> EXERCISE
Nothing but a number should be given: how many lines in the entries below include the string "match".

> EXERCISE MATERIALS

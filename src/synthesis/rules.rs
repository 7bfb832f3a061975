//! Hardcoded per-species rule tables, kept as data so each can be tested on
//! its own and extended without touching the control flow.

use schema::{items, moves, GameVersion, Species};

/// Highest Vivillon pattern obtainable from the wild on the 3DS titles.
pub const VIVILLON_MAX_WILD_FORM: u8 = 17;

/// Species whose form is tied to gender.
pub const DUAL_GENDER_FORM_SPECIES: &[Species] = &[Species::MEOWSTIC, Species::INDEEDEE];

/// Species whose regional forms only exist for Gen 7+ origins.
pub const ALOLAN_ORIGIN_SPECIES: &[Species] = &[
    Species::RATTATA,
    Species::RATICATE,
    Species::SANDSHREW,
    Species::SANDSLASH,
    Species::VULPIX,
    Species::NINETALES,
    Species::DIGLETT,
    Species::DUGTRIO,
    Species::MEOWTH,
    Species::PERSIAN,
    Species::GEODUDE,
    Species::GRAVELER,
    Species::GOLEM,
    Species::GRIMER,
    Species::MUK,
];

/// Species/form pairs that can never be shiny.
pub const SHINY_LOCKED: &[(Species, u8)] = &[
    (Species::VICTINI, 0),
    (Species::KELDEO, 0),
    (Species::KELDEO, 1),
    (Species::MELOETTA, 0),
    (Species::HOOPA, 0),
    (Species::HOOPA, 1),
    (Species::VOLCANION, 0),
    (Species::COSMOG, 0),
    (Species::COSMOEM, 0),
    (Species::MAGEARNA, 0),
    (Species::MAGEARNA, 1),
    (Species::MARSHADOW, 0),
    (Species::ZACIAN, 0),
    (Species::ZACIAN, 1),
    (Species::ZAMAZENTA, 0),
    (Species::ZAMAZENTA, 1),
    (Species::ETERNATUS, 0),
    (Species::KUBFU, 0),
    (Species::URSHIFU, 0),
    (Species::URSHIFU, 1),
    (Species::ZARUDE, 0),
    (Species::ZARUDE, 1),
    (Species::GLASTRIER, 0),
    (Species::SPECTRIER, 0),
    (Species::CALYREX, 0),
    (Species::CALYREX, 1),
    (Species::CALYREX, 2),
    (Species::ENAMORUS, 0),
];

/// Forms that only exist during battle.
pub struct BattleOnlyForm {
    pub species: Species,
    pub forms: &'static [u8],
    /// Form the species reverts to outside battle
    pub out_of_battle: u8,
    /// First generation the form exists in
    pub since: u8,
}

pub const BATTLE_ONLY_FORMS: &[BattleOnlyForm] = &[
    BattleOnlyForm { species: Species::VENUSAUR, forms: &[1], out_of_battle: 0, since: 6 },
    BattleOnlyForm { species: Species::MEWTWO, forms: &[1, 2], out_of_battle: 0, since: 6 },
    BattleOnlyForm { species: Species::CASTFORM, forms: &[1, 2, 3], out_of_battle: 0, since: 3 },
    BattleOnlyForm { species: Species::KYOGRE, forms: &[1], out_of_battle: 0, since: 6 },
    BattleOnlyForm { species: Species::GROUDON, forms: &[1], out_of_battle: 0, since: 6 },
    BattleOnlyForm { species: Species::CHERRIM, forms: &[1], out_of_battle: 0, since: 4 },
    BattleOnlyForm { species: Species::DARMANITAN, forms: &[1], out_of_battle: 0, since: 5 },
    BattleOnlyForm { species: Species::DARMANITAN, forms: &[3], out_of_battle: 2, since: 8 },
    BattleOnlyForm { species: Species::MELOETTA, forms: &[1], out_of_battle: 0, since: 5 },
    BattleOnlyForm { species: Species::GRENINJA, forms: &[2], out_of_battle: 1, since: 7 },
    BattleOnlyForm { species: Species::AEGISLASH, forms: &[1], out_of_battle: 0, since: 6 },
    BattleOnlyForm { species: Species::XERNEAS, forms: &[1], out_of_battle: 0, since: 6 },
    BattleOnlyForm { species: Species::WISHIWASHI, forms: &[1], out_of_battle: 0, since: 7 },
    BattleOnlyForm { species: Species::MIMIKYU, forms: &[1], out_of_battle: 0, since: 7 },
    BattleOnlyForm { species: Species::MIMIKYU, forms: &[3], out_of_battle: 2, since: 7 },
    BattleOnlyForm { species: Species::NECROZMA, forms: &[3], out_of_battle: 1, since: 7 },
    BattleOnlyForm { species: Species::CRAMORANT, forms: &[1, 2], out_of_battle: 0, since: 8 },
    BattleOnlyForm { species: Species::EISCUE, forms: &[1], out_of_battle: 0, since: 8 },
    BattleOnlyForm { species: Species::MORPEKO, forms: &[1], out_of_battle: 0, since: 8 },
    BattleOnlyForm { species: Species::ETERNATUS, forms: &[1], out_of_battle: 0, since: 8 },
];

/// Battle-only move ids and the move they are stored as outside battle.
pub struct BattleMoveReplacement {
    pub species: &'static [Species],
    pub battle_moves: &'static [u16],
    pub replacement: u16,
}

pub const BATTLE_MOVE_REPLACEMENTS: &[BattleMoveReplacement] = &[BattleMoveReplacement {
    species: &[Species::ZACIAN, Species::ZAMAZENTA],
    battle_moves: &[moves::BEHEMOTH_BLADE, moves::BEHEMOTH_BASH],
    replacement: moves::IRON_HEAD,
}];

fn battle_only_entry(species: Species, form: u8, generation: u8) -> Option<&'static BattleOnlyForm> {
    BATTLE_ONLY_FORMS
        .iter()
        .find(|entry| entry.species == species && entry.forms.contains(&form) && generation >= entry.since)
}

pub fn is_battle_only_form(species: Species, form: u8, generation: u8) -> bool {
    battle_only_entry(species, form, generation).is_some()
}

/// Form to store instead of a battle-only one; other forms are returned as-is.
pub fn out_of_battle_form(species: Species, form: u8, generation: u8) -> u8 {
    battle_only_entry(species, form, generation)
        .map(|entry| entry.out_of_battle)
        .unwrap_or(form)
}

pub fn is_shiny_locked(species: Species, form: u8) -> bool {
    SHINY_LOCKED.contains(&(species, form))
}

pub fn is_dual_gender_form(species: Species) -> bool {
    DUAL_GENDER_FORM_SPECIES.contains(&species)
}

/// Replacement for a battle-only move of `species`, if `move_id` is one.
pub fn battle_move_replacement(species: Species, move_id: u16) -> Option<u16> {
    BATTLE_MOVE_REPLACEMENTS
        .iter()
        .find(|entry| entry.species.contains(&species) && entry.battle_moves.contains(&move_id))
        .map(|entry| entry.replacement)
}

/// Held item a form needs in `game`. `Some(0)` means the form must hold nothing
/// form-specific; `None` means the form places no requirement.
pub fn form_item(game: GameVersion, species: Species, form: u8) -> Option<u16> {
    if game == GameVersion::LegendsArceus {
        return None;
    }
    let generation = game.generation();
    match species {
        Species::ARCEUS if generation == 4 && form >= 9 => Some(items::arceus_plate(form - 1)),
        Species::ARCEUS => Some(items::arceus_plate(form)),
        Species::SILVALLY => Some(items::silvally_memory(form)),
        Species::GENESECT => Some(items::genesect_drive(form)),
        Species::GIRATINA if form == 1 => Some(items::GRISEOUS_ORB),
        Species::ZACIAN if form == 1 => Some(items::RUSTED_SWORD),
        Species::ZAMAZENTA if form == 1 => Some(items::RUSTED_SHIELD),
        _ => None,
    }
}

/// Move a form must know, with the slot it is placed in.
pub fn form_signature_move(species: Species, form: u8) -> Option<(usize, u16)> {
    match (species, form) {
        (Species::KELDEO, 1) => Some((0, moves::SECRET_SWORD)),
        _ => None,
    }
}

/// Whether a species/form should never be synthesized for a trainer of
/// `trainer_generation`. `origin_generation` is the working record's origin,
/// if one has been stamped.
pub fn is_ignored_form(
    species: Species,
    form: u8,
    trainer_generation: u8,
    origin_generation: Option<u8>,
) -> bool {
    let excluded = match species {
        Species::UNOWN => trainer_generation == 2 && form >= 26,
        Species::SCATTERBUG | Species::SPEWPA => form > VIVILLON_MAX_WILD_FORM,
        Species::FLOETTE => form == 5,
        Species::SHAYMIN | Species::FURFROU | Species::HOOPA => form != 0 && trainer_generation <= 6,
        Species::ARCEUS => trainer_generation == 4 && form == 9,
        _ => false,
    };
    if excluded || is_battle_only_form(species, form, trainer_generation) {
        return true;
    }
    if form == 0 {
        return false;
    }
    let regional = species == Species::PIKACHU || ALOLAN_ORIGIN_SPECIES.contains(&species);
    trainer_generation >= 7 && regional && origin_generation.is_some_and(|origin| origin < 7)
}

#[cfg(test)]
mod tests {
    use super::*;
    use rstest::rstest;

    #[rstest]
    #[case(Species::UNOWN, 26, 2, None, true)]
    #[case(Species::UNOWN, 26, 3, None, false)]
    #[case(Species::UNOWN, 25, 2, None, false)]
    #[case(Species::SCATTERBUG, 18, 8, None, true)]
    #[case(Species::SPEWPA, 17, 8, None, false)]
    #[case(Species::FLOETTE, 5, 6, None, true)]
    #[case(Species::SHAYMIN, 1, 6, None, true)]
    #[case(Species::SHAYMIN, 1, 7, None, false)]
    #[case(Species::HOOPA, 0, 6, None, false)]
    #[case(Species::ARCEUS, 9, 4, None, true)]
    #[case(Species::ARCEUS, 9, 5, None, false)]
    #[case(Species::AEGISLASH, 1, 8, None, true)]
    #[case(Species::VULPIX, 1, 7, Some(6), true)]
    #[case(Species::VULPIX, 1, 7, Some(7), false)]
    #[case(Species::VULPIX, 1, 7, None, false)]
    #[case(Species::PIKACHU, 3, 8, Some(3), true)]
    #[case(Species::VULPIX, 0, 7, Some(6), false)]
    fn test_ignored_forms(
        #[case] species: Species,
        #[case] form: u8,
        #[case] trainer_generation: u8,
        #[case] origin_generation: Option<u8>,
        #[case] expected: bool,
    ) {
        assert_eq!(
            is_ignored_form(species, form, trainer_generation, origin_generation),
            expected
        );
    }

    #[rstest]
    #[case(GameVersion::Sword, Species::ZACIAN, 1, Some(items::RUSTED_SWORD))]
    #[case(GameVersion::Sword, Species::ZACIAN, 0, None)]
    #[case(GameVersion::Shield, Species::ZAMAZENTA, 1, Some(items::RUSTED_SHIELD))]
    #[case(GameVersion::Platinum, Species::GIRATINA, 1, Some(items::GRISEOUS_ORB))]
    #[case(GameVersion::UltraMoon, Species::ARCEUS, 9, Some(298))]
    #[case(GameVersion::Platinum, Species::ARCEUS, 10, Some(298))]
    #[case(GameVersion::UltraMoon, Species::ARCEUS, 0, Some(0))]
    #[case(GameVersion::LegendsArceus, Species::ARCEUS, 9, None)]
    #[case(GameVersion::UltraMoon, Species::SILVALLY, 2, Some(905))]
    #[case(GameVersion::Sword, Species::GENESECT, 3, Some(items::BURN_DRIVE))]
    #[case(GameVersion::Sword, Species::PIKACHU, 0, None)]
    fn test_form_items(
        #[case] game: GameVersion,
        #[case] species: Species,
        #[case] form: u8,
        #[case] expected: Option<u16>,
    ) {
        assert_eq!(form_item(game, species, form), expected);
    }

    #[test]
    fn test_battle_only_forms_respect_generation() {
        assert!(is_battle_only_form(Species::DARMANITAN, 3, 8));
        assert_eq!(out_of_battle_form(Species::DARMANITAN, 3, 8), 2);
        assert_eq!(out_of_battle_form(Species::MIMIKYU, 1, 7), 0);
        assert!(!is_battle_only_form(Species::VENUSAUR, 1, 5));
        assert_eq!(out_of_battle_form(Species::ZACIAN, 1, 8), 1);
    }

    #[test]
    fn test_behemoth_moves_collapse_to_iron_head() {
        assert_eq!(
            battle_move_replacement(Species::ZACIAN, moves::BEHEMOTH_BLADE),
            Some(moves::IRON_HEAD)
        );
        assert_eq!(
            battle_move_replacement(Species::ZAMAZENTA, moves::BEHEMOTH_BLADE),
            Some(moves::IRON_HEAD)
        );
        assert_eq!(
            battle_move_replacement(Species::PIKACHU, moves::BEHEMOTH_BASH),
            None
        );
    }

    #[test]
    fn test_shiny_lock_is_per_form() {
        assert!(is_shiny_locked(Species::ZACIAN, 0));
        assert!(is_shiny_locked(Species::CALYREX, 2));
        assert!(!is_shiny_locked(Species::BULBASAUR, 0));
    }
}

> COMPLETED TASK
3